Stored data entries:
++++

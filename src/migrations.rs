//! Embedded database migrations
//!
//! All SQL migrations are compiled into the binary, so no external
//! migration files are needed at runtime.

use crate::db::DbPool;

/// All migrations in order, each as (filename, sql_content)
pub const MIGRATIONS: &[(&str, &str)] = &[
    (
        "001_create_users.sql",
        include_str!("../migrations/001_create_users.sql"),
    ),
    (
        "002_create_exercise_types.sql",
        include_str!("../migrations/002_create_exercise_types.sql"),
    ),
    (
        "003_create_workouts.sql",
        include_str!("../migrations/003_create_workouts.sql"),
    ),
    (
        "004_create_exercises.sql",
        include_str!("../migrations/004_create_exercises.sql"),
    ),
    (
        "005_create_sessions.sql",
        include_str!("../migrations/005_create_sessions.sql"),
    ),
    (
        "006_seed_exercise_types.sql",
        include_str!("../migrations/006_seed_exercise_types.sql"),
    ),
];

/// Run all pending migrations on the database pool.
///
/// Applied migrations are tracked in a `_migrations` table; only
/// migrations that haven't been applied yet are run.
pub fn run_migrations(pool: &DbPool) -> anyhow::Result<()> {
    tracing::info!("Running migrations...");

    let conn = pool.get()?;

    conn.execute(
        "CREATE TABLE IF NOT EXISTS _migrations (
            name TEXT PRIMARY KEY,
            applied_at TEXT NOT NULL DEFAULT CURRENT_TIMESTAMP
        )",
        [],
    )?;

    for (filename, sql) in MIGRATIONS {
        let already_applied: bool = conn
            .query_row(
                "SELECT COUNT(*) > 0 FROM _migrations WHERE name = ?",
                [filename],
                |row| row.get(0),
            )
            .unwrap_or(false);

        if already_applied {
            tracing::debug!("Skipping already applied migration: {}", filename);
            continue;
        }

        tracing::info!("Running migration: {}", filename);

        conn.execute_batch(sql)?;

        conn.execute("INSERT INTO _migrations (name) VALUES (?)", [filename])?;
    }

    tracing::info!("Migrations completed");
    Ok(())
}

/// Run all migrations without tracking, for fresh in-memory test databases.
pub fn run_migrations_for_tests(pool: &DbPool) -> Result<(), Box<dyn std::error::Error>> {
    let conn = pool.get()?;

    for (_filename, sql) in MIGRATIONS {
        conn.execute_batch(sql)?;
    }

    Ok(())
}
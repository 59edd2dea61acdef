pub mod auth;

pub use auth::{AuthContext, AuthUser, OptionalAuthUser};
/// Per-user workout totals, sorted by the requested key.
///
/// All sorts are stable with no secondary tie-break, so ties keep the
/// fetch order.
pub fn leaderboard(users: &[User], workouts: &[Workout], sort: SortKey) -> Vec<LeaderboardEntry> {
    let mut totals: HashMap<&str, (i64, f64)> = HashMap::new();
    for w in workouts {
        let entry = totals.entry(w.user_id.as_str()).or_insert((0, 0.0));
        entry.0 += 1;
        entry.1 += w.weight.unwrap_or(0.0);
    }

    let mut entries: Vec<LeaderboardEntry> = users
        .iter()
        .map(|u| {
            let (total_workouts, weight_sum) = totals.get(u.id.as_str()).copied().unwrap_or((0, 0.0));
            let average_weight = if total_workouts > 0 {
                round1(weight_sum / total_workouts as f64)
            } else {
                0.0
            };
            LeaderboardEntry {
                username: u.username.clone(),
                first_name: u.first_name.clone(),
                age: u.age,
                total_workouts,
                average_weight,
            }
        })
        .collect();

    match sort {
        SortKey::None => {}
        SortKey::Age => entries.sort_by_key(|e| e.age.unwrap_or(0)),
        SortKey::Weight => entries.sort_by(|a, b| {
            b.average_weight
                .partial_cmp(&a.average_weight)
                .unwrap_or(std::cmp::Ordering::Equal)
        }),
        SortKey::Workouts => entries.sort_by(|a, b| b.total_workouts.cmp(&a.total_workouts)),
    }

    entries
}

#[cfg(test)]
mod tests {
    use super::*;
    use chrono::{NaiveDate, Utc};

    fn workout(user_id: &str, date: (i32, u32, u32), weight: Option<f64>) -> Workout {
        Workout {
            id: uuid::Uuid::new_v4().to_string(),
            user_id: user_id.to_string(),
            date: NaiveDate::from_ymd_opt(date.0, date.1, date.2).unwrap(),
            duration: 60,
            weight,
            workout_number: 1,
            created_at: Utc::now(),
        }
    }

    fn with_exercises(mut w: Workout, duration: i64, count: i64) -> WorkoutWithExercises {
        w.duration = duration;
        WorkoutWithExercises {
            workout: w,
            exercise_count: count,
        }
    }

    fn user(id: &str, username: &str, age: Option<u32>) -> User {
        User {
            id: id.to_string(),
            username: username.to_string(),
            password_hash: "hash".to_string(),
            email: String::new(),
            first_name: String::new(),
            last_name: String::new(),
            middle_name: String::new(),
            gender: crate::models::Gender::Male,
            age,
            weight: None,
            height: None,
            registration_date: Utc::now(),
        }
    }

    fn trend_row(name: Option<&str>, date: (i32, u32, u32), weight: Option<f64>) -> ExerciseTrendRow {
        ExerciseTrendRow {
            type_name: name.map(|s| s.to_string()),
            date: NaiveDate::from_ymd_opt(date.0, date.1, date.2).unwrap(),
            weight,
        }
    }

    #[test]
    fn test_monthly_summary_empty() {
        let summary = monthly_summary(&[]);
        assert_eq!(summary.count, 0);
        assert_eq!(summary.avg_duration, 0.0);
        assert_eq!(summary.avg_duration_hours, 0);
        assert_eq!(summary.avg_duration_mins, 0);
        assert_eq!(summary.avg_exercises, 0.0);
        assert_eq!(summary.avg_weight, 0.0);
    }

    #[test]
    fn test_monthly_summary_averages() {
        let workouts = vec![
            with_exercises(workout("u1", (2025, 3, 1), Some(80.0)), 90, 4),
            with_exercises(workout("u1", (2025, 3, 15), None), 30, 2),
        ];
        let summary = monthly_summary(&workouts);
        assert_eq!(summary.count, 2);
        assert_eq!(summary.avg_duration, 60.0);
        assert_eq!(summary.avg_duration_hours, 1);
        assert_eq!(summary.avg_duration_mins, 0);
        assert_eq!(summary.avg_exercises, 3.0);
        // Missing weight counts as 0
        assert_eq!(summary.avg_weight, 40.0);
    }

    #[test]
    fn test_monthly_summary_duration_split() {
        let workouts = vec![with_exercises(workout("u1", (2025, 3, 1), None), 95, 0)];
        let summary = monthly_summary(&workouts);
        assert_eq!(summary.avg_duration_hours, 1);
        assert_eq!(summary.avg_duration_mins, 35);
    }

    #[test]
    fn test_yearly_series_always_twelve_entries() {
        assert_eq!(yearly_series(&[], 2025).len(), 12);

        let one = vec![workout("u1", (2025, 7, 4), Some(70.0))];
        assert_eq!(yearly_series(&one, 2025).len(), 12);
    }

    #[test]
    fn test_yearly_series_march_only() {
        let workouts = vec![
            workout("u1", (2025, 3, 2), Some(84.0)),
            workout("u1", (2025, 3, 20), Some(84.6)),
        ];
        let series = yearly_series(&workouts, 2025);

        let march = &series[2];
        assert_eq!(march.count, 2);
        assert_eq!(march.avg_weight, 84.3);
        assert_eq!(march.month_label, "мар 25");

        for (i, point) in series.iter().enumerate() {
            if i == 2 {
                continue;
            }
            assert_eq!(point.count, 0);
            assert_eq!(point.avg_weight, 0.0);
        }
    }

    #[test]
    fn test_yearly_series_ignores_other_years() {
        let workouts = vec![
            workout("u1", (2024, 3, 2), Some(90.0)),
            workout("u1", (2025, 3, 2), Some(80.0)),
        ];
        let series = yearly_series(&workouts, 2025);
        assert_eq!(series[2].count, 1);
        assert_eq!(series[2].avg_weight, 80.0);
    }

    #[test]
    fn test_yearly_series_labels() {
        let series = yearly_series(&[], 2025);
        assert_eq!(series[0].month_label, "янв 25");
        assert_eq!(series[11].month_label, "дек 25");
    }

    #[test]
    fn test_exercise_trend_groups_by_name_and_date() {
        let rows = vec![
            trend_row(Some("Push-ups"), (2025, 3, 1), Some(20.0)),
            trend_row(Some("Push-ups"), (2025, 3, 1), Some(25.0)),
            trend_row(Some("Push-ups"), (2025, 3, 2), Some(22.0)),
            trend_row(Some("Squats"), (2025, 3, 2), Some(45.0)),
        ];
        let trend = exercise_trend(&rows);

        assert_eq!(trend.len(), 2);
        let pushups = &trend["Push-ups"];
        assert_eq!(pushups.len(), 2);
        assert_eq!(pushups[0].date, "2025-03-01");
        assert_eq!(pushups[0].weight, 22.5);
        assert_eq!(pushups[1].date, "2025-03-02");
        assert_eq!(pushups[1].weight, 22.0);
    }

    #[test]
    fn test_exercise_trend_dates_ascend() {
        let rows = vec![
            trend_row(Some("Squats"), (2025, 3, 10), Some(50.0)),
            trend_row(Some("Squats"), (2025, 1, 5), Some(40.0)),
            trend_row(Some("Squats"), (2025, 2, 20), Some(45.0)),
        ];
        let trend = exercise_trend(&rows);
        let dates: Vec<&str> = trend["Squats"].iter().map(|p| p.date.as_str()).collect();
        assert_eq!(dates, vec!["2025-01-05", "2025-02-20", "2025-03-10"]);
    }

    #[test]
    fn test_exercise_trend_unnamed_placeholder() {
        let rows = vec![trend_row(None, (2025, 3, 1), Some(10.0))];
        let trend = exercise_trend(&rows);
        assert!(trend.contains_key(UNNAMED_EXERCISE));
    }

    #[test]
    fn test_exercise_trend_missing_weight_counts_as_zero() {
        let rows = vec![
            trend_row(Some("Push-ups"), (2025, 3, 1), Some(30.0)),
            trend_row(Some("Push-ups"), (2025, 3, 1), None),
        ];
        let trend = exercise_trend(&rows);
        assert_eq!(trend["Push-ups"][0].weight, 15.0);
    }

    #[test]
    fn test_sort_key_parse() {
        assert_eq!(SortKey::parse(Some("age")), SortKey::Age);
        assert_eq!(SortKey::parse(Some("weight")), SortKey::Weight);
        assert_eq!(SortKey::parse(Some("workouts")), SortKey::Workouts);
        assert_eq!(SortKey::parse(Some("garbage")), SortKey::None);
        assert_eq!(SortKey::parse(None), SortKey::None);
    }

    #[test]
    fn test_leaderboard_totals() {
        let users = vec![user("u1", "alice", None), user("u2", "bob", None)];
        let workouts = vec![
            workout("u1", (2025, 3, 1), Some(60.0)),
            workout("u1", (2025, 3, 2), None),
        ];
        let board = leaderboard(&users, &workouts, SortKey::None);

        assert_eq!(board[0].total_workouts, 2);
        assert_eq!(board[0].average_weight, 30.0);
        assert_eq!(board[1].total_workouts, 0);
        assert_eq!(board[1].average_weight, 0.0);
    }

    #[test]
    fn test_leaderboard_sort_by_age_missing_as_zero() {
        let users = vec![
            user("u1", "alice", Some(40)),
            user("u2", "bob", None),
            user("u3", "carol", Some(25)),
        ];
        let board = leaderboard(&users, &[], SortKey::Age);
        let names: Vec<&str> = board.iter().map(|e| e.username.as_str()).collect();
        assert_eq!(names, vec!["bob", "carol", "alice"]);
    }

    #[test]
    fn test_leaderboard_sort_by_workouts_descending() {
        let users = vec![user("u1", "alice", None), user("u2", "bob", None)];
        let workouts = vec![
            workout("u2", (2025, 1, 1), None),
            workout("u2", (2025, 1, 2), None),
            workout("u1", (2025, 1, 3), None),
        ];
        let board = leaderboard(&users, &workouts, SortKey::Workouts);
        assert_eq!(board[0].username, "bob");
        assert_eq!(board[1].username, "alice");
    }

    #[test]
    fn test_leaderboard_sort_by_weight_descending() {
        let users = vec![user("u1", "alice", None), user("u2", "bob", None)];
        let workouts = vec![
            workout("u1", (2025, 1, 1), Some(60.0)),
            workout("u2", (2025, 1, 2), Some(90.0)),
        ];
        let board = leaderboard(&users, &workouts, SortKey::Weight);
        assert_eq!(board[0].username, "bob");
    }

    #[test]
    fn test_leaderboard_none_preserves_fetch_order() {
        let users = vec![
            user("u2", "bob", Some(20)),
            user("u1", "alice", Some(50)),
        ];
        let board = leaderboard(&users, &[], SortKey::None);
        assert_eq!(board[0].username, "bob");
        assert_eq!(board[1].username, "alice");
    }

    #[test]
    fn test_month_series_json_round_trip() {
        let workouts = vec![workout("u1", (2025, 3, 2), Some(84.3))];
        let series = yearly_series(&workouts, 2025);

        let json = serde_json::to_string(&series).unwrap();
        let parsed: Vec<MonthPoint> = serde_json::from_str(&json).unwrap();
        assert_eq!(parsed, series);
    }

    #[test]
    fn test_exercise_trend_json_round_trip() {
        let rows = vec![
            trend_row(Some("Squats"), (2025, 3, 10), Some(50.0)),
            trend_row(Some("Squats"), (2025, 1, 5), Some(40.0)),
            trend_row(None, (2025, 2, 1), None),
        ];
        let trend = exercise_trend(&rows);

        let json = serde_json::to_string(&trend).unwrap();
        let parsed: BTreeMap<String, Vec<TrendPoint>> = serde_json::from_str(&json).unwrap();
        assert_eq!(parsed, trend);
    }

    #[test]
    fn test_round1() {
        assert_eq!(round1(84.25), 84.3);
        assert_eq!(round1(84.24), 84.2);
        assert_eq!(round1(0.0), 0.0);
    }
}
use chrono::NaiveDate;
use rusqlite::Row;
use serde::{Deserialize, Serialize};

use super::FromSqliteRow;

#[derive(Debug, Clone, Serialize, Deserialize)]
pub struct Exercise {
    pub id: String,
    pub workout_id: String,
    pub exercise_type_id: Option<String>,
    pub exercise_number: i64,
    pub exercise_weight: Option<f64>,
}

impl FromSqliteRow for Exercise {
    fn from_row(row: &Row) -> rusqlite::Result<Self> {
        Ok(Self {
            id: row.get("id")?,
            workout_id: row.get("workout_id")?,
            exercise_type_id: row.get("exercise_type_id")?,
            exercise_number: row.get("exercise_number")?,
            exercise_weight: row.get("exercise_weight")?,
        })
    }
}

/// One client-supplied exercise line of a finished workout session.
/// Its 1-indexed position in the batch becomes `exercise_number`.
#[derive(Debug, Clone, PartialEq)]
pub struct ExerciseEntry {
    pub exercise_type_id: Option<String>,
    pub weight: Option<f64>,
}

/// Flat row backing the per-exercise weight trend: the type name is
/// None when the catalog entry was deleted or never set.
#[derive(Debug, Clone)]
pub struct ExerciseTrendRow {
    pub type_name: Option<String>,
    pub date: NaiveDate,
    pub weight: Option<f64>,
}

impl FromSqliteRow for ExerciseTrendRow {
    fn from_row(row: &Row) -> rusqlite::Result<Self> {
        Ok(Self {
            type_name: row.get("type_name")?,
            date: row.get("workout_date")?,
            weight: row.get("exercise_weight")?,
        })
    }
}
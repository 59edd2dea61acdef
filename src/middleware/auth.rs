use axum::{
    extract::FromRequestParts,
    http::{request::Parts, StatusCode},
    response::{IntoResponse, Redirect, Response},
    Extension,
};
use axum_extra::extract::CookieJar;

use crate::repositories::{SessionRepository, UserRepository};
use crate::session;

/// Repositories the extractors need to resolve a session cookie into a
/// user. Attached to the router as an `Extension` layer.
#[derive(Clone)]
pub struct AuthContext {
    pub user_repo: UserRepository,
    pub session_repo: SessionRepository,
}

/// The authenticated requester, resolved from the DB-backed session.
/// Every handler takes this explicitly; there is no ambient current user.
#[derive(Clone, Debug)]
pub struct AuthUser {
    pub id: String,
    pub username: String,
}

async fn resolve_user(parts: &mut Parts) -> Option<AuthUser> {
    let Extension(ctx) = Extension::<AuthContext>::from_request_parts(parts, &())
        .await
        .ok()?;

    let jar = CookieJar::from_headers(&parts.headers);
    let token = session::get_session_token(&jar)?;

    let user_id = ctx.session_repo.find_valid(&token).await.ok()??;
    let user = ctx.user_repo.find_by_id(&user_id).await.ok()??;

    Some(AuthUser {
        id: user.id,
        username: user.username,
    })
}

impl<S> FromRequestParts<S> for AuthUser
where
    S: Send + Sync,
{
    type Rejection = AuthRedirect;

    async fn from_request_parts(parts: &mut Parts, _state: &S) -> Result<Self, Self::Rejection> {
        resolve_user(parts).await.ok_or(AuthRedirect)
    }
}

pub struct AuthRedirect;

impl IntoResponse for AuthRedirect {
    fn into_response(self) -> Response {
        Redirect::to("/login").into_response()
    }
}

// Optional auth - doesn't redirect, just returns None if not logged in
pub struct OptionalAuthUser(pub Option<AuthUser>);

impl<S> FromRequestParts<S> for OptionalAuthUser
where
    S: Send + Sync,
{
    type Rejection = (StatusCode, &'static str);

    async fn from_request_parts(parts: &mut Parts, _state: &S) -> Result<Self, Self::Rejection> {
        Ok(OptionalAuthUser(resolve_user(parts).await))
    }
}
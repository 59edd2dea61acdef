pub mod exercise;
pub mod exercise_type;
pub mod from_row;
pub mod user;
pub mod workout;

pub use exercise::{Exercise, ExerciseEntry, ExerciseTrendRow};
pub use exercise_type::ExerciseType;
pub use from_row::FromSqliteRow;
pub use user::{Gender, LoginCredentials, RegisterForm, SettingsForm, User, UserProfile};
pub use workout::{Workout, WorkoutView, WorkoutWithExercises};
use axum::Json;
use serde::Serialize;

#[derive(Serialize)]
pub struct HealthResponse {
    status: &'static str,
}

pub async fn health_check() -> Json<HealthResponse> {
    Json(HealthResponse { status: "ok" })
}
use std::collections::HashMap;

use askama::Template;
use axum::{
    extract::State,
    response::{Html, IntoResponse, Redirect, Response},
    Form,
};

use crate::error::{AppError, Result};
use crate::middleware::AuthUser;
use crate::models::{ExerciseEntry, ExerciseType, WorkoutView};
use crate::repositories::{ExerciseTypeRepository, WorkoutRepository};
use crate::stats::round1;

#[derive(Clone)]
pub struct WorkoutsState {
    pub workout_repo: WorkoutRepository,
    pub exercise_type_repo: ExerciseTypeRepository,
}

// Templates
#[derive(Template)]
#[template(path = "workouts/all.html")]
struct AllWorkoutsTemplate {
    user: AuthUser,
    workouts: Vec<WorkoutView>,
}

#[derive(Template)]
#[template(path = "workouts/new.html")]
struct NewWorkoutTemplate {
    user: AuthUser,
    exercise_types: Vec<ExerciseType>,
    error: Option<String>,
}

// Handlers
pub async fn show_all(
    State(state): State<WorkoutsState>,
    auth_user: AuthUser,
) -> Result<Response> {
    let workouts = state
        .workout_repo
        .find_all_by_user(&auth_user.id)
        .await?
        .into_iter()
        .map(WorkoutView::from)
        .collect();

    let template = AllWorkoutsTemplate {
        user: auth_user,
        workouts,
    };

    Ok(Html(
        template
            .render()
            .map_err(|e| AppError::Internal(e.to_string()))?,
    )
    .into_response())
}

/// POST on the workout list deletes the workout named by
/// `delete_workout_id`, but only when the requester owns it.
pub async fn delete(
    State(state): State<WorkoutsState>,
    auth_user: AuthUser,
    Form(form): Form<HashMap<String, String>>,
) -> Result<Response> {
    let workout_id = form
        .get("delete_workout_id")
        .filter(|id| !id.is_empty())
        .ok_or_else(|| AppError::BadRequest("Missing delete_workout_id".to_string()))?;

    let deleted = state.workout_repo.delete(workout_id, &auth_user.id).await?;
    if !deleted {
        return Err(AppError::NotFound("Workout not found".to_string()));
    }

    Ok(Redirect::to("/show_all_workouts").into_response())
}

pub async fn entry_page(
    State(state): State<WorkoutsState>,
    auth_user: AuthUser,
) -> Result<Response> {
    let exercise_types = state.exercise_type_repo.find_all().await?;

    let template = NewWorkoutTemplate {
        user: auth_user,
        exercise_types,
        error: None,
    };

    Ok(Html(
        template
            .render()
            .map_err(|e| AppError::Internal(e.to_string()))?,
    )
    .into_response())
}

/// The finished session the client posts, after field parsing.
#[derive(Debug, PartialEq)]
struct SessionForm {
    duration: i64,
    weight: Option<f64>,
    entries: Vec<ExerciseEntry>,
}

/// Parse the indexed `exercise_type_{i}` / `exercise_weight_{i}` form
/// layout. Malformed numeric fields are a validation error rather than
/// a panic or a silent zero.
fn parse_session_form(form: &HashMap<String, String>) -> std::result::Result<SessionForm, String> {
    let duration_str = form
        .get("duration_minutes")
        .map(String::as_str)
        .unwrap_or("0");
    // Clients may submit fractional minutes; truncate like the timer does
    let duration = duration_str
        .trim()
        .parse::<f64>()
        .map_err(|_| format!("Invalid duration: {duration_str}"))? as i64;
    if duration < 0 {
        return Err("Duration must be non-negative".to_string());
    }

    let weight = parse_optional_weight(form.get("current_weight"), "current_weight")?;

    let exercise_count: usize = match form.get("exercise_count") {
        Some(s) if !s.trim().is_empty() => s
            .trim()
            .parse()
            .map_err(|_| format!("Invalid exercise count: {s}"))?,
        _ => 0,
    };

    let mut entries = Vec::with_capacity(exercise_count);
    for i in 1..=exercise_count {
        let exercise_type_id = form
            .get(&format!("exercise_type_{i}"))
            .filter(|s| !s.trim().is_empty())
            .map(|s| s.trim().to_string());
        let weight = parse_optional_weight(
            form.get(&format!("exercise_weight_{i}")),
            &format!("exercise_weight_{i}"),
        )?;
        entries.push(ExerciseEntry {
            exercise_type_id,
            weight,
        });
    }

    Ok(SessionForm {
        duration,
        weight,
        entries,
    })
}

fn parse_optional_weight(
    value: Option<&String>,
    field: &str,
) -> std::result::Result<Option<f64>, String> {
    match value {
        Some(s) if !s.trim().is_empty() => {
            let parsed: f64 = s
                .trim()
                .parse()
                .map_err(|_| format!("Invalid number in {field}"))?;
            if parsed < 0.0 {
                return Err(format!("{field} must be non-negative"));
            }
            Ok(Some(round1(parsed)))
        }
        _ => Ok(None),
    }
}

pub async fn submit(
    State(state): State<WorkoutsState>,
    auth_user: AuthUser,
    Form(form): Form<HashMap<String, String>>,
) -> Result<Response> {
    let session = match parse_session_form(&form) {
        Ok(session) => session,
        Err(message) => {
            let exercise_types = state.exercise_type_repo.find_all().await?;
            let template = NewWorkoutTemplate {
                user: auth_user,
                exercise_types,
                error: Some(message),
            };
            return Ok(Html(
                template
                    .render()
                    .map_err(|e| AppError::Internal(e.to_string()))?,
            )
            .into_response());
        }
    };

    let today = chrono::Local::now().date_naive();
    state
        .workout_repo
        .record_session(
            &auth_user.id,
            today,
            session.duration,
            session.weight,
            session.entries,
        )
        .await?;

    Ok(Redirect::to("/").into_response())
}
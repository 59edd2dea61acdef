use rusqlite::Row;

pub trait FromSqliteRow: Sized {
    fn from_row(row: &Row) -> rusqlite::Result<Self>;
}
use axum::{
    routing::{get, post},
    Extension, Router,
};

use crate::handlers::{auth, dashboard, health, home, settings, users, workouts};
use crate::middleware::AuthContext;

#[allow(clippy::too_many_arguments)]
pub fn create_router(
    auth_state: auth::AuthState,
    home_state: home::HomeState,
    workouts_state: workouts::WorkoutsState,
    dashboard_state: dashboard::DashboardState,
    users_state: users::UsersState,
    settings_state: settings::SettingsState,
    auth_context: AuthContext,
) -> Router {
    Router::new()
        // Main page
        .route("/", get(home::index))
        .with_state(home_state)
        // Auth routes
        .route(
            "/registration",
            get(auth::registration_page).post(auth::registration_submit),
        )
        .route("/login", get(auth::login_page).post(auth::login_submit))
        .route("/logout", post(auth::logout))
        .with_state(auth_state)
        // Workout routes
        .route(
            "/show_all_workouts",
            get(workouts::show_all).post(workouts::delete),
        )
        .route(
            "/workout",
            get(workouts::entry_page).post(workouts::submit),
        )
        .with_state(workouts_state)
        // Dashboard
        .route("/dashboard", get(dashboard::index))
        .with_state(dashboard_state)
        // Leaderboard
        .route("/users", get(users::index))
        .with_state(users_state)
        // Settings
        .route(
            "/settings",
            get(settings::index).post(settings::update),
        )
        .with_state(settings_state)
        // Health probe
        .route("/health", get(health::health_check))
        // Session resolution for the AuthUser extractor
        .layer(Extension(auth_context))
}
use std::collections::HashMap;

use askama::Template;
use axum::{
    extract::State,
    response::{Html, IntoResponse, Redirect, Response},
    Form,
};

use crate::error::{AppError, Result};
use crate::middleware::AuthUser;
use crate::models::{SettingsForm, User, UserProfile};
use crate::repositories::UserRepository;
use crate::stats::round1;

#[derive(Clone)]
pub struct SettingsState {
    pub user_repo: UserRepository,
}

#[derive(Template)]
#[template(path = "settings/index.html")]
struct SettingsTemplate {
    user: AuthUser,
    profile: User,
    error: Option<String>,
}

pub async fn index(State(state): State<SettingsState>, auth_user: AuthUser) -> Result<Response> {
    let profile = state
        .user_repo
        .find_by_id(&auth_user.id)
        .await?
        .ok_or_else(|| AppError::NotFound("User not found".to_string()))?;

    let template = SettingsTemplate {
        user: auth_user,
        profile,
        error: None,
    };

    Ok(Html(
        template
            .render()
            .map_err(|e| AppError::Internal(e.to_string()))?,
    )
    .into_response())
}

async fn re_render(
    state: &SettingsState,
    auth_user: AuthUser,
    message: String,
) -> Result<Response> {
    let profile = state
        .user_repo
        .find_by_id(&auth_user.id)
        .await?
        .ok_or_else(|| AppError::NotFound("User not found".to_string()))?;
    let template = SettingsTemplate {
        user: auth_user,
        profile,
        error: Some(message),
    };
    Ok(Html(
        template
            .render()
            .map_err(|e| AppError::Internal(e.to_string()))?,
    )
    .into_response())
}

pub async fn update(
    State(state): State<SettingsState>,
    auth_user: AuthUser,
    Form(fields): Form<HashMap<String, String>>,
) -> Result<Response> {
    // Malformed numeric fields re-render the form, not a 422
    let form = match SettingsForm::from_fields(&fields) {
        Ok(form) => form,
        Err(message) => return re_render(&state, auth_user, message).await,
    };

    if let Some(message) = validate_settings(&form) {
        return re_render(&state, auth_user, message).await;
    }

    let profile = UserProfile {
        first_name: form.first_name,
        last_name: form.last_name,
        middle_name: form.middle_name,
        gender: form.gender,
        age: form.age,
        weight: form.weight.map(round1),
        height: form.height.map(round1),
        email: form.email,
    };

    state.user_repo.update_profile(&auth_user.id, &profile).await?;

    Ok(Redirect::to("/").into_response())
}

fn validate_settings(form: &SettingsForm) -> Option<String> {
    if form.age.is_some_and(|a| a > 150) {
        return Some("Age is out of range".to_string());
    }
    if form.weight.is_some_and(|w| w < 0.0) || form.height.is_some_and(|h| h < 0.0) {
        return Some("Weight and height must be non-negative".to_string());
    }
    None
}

++++

REQUIRED WORK
Above are the records. Print exactly, and only, the lines from the line with "fn into_response(self) ->" to the line with "pub async fn health_check()", both inclusive.

RESPONSE TO THE TASK
    fn into_response(self) -> Response {
        Redirect::to("/login").into_response()
    }
}

// Optional auth - doesn't redirect, just returns None if not logged in
pub struct OptionalAuthUser(pub Option<AuthUser>);

impl<S> FromRequestParts<S> for OptionalAuthUser
where
    S: Send + Sync,
{
    type Rejection = (StatusCode, &'static str);

    async fn from_request_parts(parts: &mut Parts, _state: &S) -> Result<Self, Self::Rejection> {
        Ok(OptionalAuthUser(resolve_user(parts).await))
    }
}
repository 59edd2dea61acdef
pub mod exercise;
pub mod exercise_type;
pub mod from_row;
pub mod user;
pub mod workout;

pub use exercise::{Exercise, ExerciseEntry, ExerciseTrendRow};
pub use exercise_type::ExerciseType;
pub use from_row::FromSqliteRow;
pub use user::{Gender, LoginCredentials, RegisterForm, SettingsForm, User, UserProfile};
pub use workout::{Workout, WorkoutView, WorkoutWithExercises};
use axum::Json;
use serde::Serialize;

#[derive(Serialize)]
pub struct HealthResponse {
    status: &'static str,
}

pub async fn health_check() -> Json<HealthResponse> {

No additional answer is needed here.